Yes! Went down this road with SilverStars in my old Civic. Bulb replacement required the hands of a small Asian child on the passenger side, plus they only last about 150 hours max.


----------



## Justinus (Aug 18, 2014)

Another option is the GE Nighthawk Platinum series. They can be purchased on Amazon and the H13's look IDENTICAL (Down to the engraved markings in the base) to the Phillips Xtreme Vision.


----------



## revjpeterson (Oct 2, 2013)

I've used Silverstar, Silverstar Ultra, Silverstar ZXE, Phillips X-treme, and Nighthawk Platinum on various vehicles in the past few years. Right now, I have the ZXEs in my Cruze, the Nighthawk Platinums in my Jeep, and the X-tremes in my wive's van. Silverstars work well, but burn out in no time flat. Silverstar Ultra improves on the longevity of the original Silverstar. The Silverstar ZXE looks good on the car, but they say it is putting out less light because of the blue-tinted bulb. The Philips X-treme have been pretty good, but it's a tough comparison, since I only have them in my wife's van, so I can't tell if it's the better bulb or just the higher stance of the vehicle that I'm noticing the difference. The Nighthawk Platinum have been my favorite of all the ones I have tried, though. I think they will be the next bulb for my Cruze when the ZXEs bite the dust.


----------



## XtremeRevolution (Jan 19, 2012)

The Philips Xtreme Vision (which supercedes the Xtreme Power) is the brightest and most precisely wound H13 lamp on the marker. Nothing touches it, and it seems to last quite a while to boot.


----------



## grs1961 (Oct 23, 2012)

And another vote for the Phillips', I've had the previous ones in previous vehicles, and the newer ones in the Cruze, they throw a better light.

I've had a couple blow on me after 18 months or so, but others, well, the cars have moved on, so 2+ years?
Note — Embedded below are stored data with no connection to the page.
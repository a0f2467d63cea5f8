//! The in-job training routine
//!
//! One strictly sequential pass: load the table, split it, fit the
//! classifier, evaluate on the holdout. The tracking run is opened before
//! any work starts and is closed on every exit path, so a failure partway
//! through still leaves a `Failed` run with whatever was logged before the
//! error.

use std::path::PathBuf;

use crate::cli::logging::{log, LogLevel};
use crate::data::{load_table, train_test_split, DEFAULT_SPLIT_SEED, DEFAULT_TEST_FRACTION};
use crate::eval::{accuracy, roc_auc_score};
use crate::model::{LogisticRegression, Penalty, DEFAULT_C, DEFAULT_MAX_ITER};
use crate::tracking::storage::RunStore;
use crate::tracking::{autolog_fit, ExperimentTracker, RunStatus};

/// Inputs of one training run
///
/// `c` and `penalty` arrive from the CLI (or a sweep trial assignment);
/// the rest default to the routine's fixed conventions.
#[derive(Debug, Clone, PartialEq)]
pub struct TrainParams {
    pub training_data: PathBuf,
    pub c: f64,
    pub penalty: Penalty,
    pub test_fraction: f64,
    pub seed: u64,
    pub max_iter: usize,
    pub run_name: Option<String>,
}

impl TrainParams {
    /// Defaults matching the flagless invocation: `C=1.0`, `penalty=l2`
    pub fn new(training_data: impl Into<PathBuf>) -> Self {
        Self {
            training_data: training_data.into(),
            c: DEFAULT_C,
            penalty: Penalty::L2,
            test_fraction: DEFAULT_TEST_FRACTION,
            seed: DEFAULT_SPLIT_SEED,
            max_iter: DEFAULT_MAX_ITER,
            run_name: None,
        }
    }
}

/// What a completed run reports back
#[derive(Debug, Clone, PartialEq)]
pub struct TrainReport {
    pub run_id: String,
    pub accuracy: f64,
    pub auc: f64,
}

/// Run the whole routine under a scoped tracking run
///
/// The run is ended exactly once: `Completed` on success, `Failed` on any
/// error, with the original error propagated either way.
pub fn run_training<S: RunStore>(
    params: &TrainParams,
    tracker: &mut ExperimentTracker<S>,
    level: LogLevel,
) -> crate::Result<TrainReport> {
    let run_id = tracker.start_run(params.run_name.as_deref())?;

    match execute(params, tracker, &run_id, level) {
        Ok((acc, auc)) => {
            tracker.end_run(&run_id, RunStatus::Completed)?;
            Ok(TrainReport {
                run_id,
                accuracy: acc,
                auc,
            })
        }
        Err(err) => {
            // Close the run even though the pass failed; a second failure
            // here must not mask the original error.
            let _ = tracker.end_run(&run_id, RunStatus::Failed);
            Err(err)
        }
    }
}

fn execute<S: RunStore>(
    params: &TrainParams,
    tracker: &mut ExperimentTracker<S>,
    run_id: &str,
    level: LogLevel,
) -> crate::Result<(f64, f64)> {
    log(level, LogLevel::Normal, "Reading data...");
    let table = load_table(&params.training_data)?;
    log(
        level,
        LogLevel::Verbose,
        &format!("  {} rows, {} features", table.n_rows(), table.n_features()),
    );

    log(level, LogLevel::Normal, "Splitting data...");
    let split = train_test_split(&table, params.test_fraction, params.seed)?;
    log(
        level,
        LogLevel::Verbose,
        &format!("  {} train / {} test", split.n_train(), split.n_test()),
    );

    log(level, LogLevel::Normal, "Training model...");
    let estimator = LogisticRegression::new(params.c, params.penalty)?
        .with_max_iter(params.max_iter);
    let model = estimator.fit(&split.x_train, &split.y_train)?;
    autolog_fit(tracker, run_id, &estimator, &model)?;

    let predictions = model.predict(&split.x_test)?;
    let acc = accuracy(&split.y_test, &predictions)?;
    tracker.log_metric(run_id, "accuracy", acc, 0)?;

    let scores = model.predict_proba(&split.x_test)?;
    let auc = roc_auc_score(&split.y_test, &scores)?;
    tracker.log_metric(run_id, "AUC", auc, 0)?;

    log(level, LogLevel::Normal, &format!("Accuracy: {acc}"));
    log(level, LogLevel::Normal, &format!("AUC: {auc}"));

    Ok((acc, auc))
}
//! Validate command implementation

use crate::cli::logging::log;
use crate::cli::LogLevel;
use crate::config::{load_submit_config, ValidateArgs};

pub fn run_validate(args: &ValidateArgs, level: LogLevel) -> Result<(), String> {
    let config =
        load_submit_config(&args.config).map_err(|e| format!("Config error: {e}"))?;
    config
        .validate()
        .map_err(|e| format!("Config error: {e}"))?;

    log(
        level,
        LogLevel::Normal,
        &format!("{}: configuration valid", args.config.display()),
    );

    if args.detailed {
        log(
            level,
            LogLevel::Normal,
            &format!("  Experiment:  {}", config.experiment_name),
        );
        log(
            level,
            LogLevel::Normal,
            &format!("  Data asset:  {} ({})", config.data.to_spec().id, config.data.path),
        );
        log(
            level,
            LogLevel::Normal,
            &format!("  Compute:     {} ({})", config.compute.name, config.compute.size),
        );
        log(
            level,
            LogLevel::Normal,
            &format!("  Environment: {}", config.environment.reference()),
        );
        match &config.sweep {
            Some(sweep) => log(
                level,
                LogLevel::Normal,
                &format!(
                    "  Sweep:       {} trials over {} parameter(s), metric {}",
                    sweep.max_total_trials,
                    sweep.search_space.len(),
                    sweep.metric
                ),
            ),
            None => log(level, LogLevel::Normal, "  Sweep:       none"),
        }
    }

    Ok(())
}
And I'm about to put them in my Mum's car - but it's a Mazda 2, that involves removing the lining from the wheel wells to get at the sockets...


----------



## Tomko (Jun 1, 2013)

In my Tahoe Silver-stars never lasted longer than a year max for me. The GE Nighthawks gave better light and two to three times the durability. 

Still on factory bulbs in my cruze and HIDs in my DTS.


----------



## rjchoops (Oct 15, 2013)

How are these bulbs during the day when they are on as day time running lights?


----------



## jmsanti (Feb 4, 2015)

Personally, I like the output of Phillips. Had the Osram on my previous car and I can say that they are good bulbs but not impressive.


----------